Dataset entries:
********************
//! Spaces and their display groups.
//!
//! A group is only a label on each space; there is no group document. Renaming
//! or deleting a group touches every space carrying that label.

use super::{topics, CascadeReport};
use crate::error::{CardboardError, Result};
use crate::model::{new_id, normalize_group, Space};
use crate::store::{BatchReport, DataStore, SpacePatch};

/// Spaces sharing one group label, in display order.
#[derive(Debug, Clone, PartialEq)]
pub struct SpaceGroup {
    pub name: String,
    pub spaces: Vec<Space>,
}

fn require_name(name: &str) -> Result<String> {
    let trimmed = name.trim();
    if trimmed.is_empty() {
        return Err(CardboardError::Validation("space name must not be empty".into()));
    }
    Ok(trimmed.to_string())
}

/// Creates a space at the end of the display order.
///
/// `order` is `max + 1` over existing spaces, `0` for the first one. It is
/// advisory: two concurrent creators may pick the same value.
pub fn create<S: DataStore>(store: &mut S, name: &str, group: &str) -> Result<Space> {
    let name = require_name(name)?;
    let order = store
        .list_spaces()?
        .iter()
        .map(|s| s.order)
        .max()
        .map_or(0, |max| max + 1);

    let space = Space {
        id: new_id(),
        name,
        group: normalize_group(group),
        order,
    };
    store.save_space(&space)?;
    tracing::debug!(space = %space.id, order, "space created");
    Ok(space)
}

pub fn list<S: DataStore>(store: &S) -> Result<Vec<Space>> {
    store.list_spaces()
}

/// Spaces clustered by group, groups sorted by name.
pub fn grouped<S: DataStore>(store: &S) -> Result<Vec<SpaceGroup>> {
    let mut groups: Vec<SpaceGroup> = Vec::new();
    for space in store.list_spaces()? {
        let name = space.display_group();
        match groups.iter_mut().find(|g| g.name == name) {
            Some(group) => group.spaces.push(space),
            None => groups.push(SpaceGroup {
                name,
                spaces: vec![space],
            }),
        }
    }
    groups.sort_by(|a, b| a.name.cmp(&b.name));
    Ok(groups)
}

pub fn rename<S: DataStore>(store: &mut S, id: &str, name: &str) -> Result<()> {
    let name = require_name(name)?;
    store.update_space(
        id,
        &SpacePatch {
            name: Some(name),
            ..Default::default()
        },
    )?;
    tracing::debug!(space = id, "space renamed");
    Ok(())
}

/// Moves a space to another group; a blank group means the default one.
pub fn set_group<S: DataStore>(store: &mut S, id: &str, group: &str) -> Result<()> {
    store.update_space(
        id,
        &SpacePatch {
            group: Some(normalize_group(group)),
            ..Default::default()
        },
    )
}

/// Rewrites `order` to each space's 0-based position in `ordered_ids`.
///
/// Unknown ids fail before anything is written.
pub fn reorder<S: DataStore>(store: &mut S, ordered_ids: &[String]) -> Result<BatchReport> {
    let spaces = store.list_spaces()?;
    if let Some(unknown) = ordered_ids
        .iter()
        .find(|id| !spaces.iter().any(|s| &s.id == *id))
    {
        return Err(CardboardError::SpaceNotFound(unknown.clone()));
    }

    let report = BatchReport::gather(ordered_ids.iter().cloned(), |id| {
        let order = ordered_ids.iter().position(|o| o == id).map_or(0, |p| p as i64);
        store.update_space(
            id,
            &SpacePatch {
                order: Some(order),
                ..Default::default()
            },
        )
    });
    Ok(report)
}

/// Relabels every space in group `from` to group `to`.
pub fn rename_group<S: DataStore>(store: &mut S, from: &str, to: &str) -> Result<BatchReport> {
    let from = normalize_group(from);
    let to = normalize_group(to);
    let members = members_of(store, &from)?;
    if members.is_empty() {
        return Err(CardboardError::Validation(format!("no spaces in group '{}'", from)));
    }

    let report = BatchReport::gather(members, |id| {
        store.update_space(
            id,
            &SpacePatch {
                group: Some(to.clone()),
                ..Default::default()
            },
        )
    });
    tracing::debug!(from = %from, to = %to, renamed = report.succeeded.len(), "group renamed");
    Ok(report)
}

fn members_of<S: DataStore>(store: &S, group: &str) -> Result<Vec<String>> {
    Ok(store
        .list_spaces()?
        .into_iter()
        .filter(|s| s.display_group() == group)
        .map(|s| s.id)
        .collect())
}

/// Deletes a space with all its topics and their flashcards.
///
/// Children go first and the space document last. Nothing is rolled back on
/// failure; running the delete again picks up whatever is left.
pub fn delete<S: DataStore>(store: &mut S, id: &str) -> Result<CascadeReport> {
    let mut report = CascadeReport::default();
    for topic in store.list_topics(id)? {
        report.absorb(topics::delete(store, &topic.id)?);
    }
    store.delete_space(id)?;
    report.spaces += 1;
    tracing::info!(
        space = id,
        topics = report.topics,
        flashcards = report.flashcards,
        "space deleted"
    );
    Ok(report)
}

/// Deletes every space in a group, cascading to their topics and cards.
pub fn delete_group<S: DataStore>(store: &mut S, group: &str) -> Result<CascadeReport> {
    let mut report = CascadeReport::default();
    for id in members_of(store, &normalize_group(group))? {
        report.absorb(delete(store, &id)?);
    }
    Ok(report)
}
********************
Try it:
When you reach the line that contains "in display order.", stop; output it and every line before it from the start of the data, exactly as written.

Written solution:
//! Spaces and their display groups.
//!
//! A group is only a label on each space; there is no group document. Renaming
//! or deleting a group touches every space carrying that label.

use super::{topics, CascadeReport};
use crate::error::{CardboardError, Result};
use crate::model::{new_id, normalize_group, Space};
use crate::store::{BatchReport, DataStore, SpacePatch};

/// Spaces sharing one group label, in display order.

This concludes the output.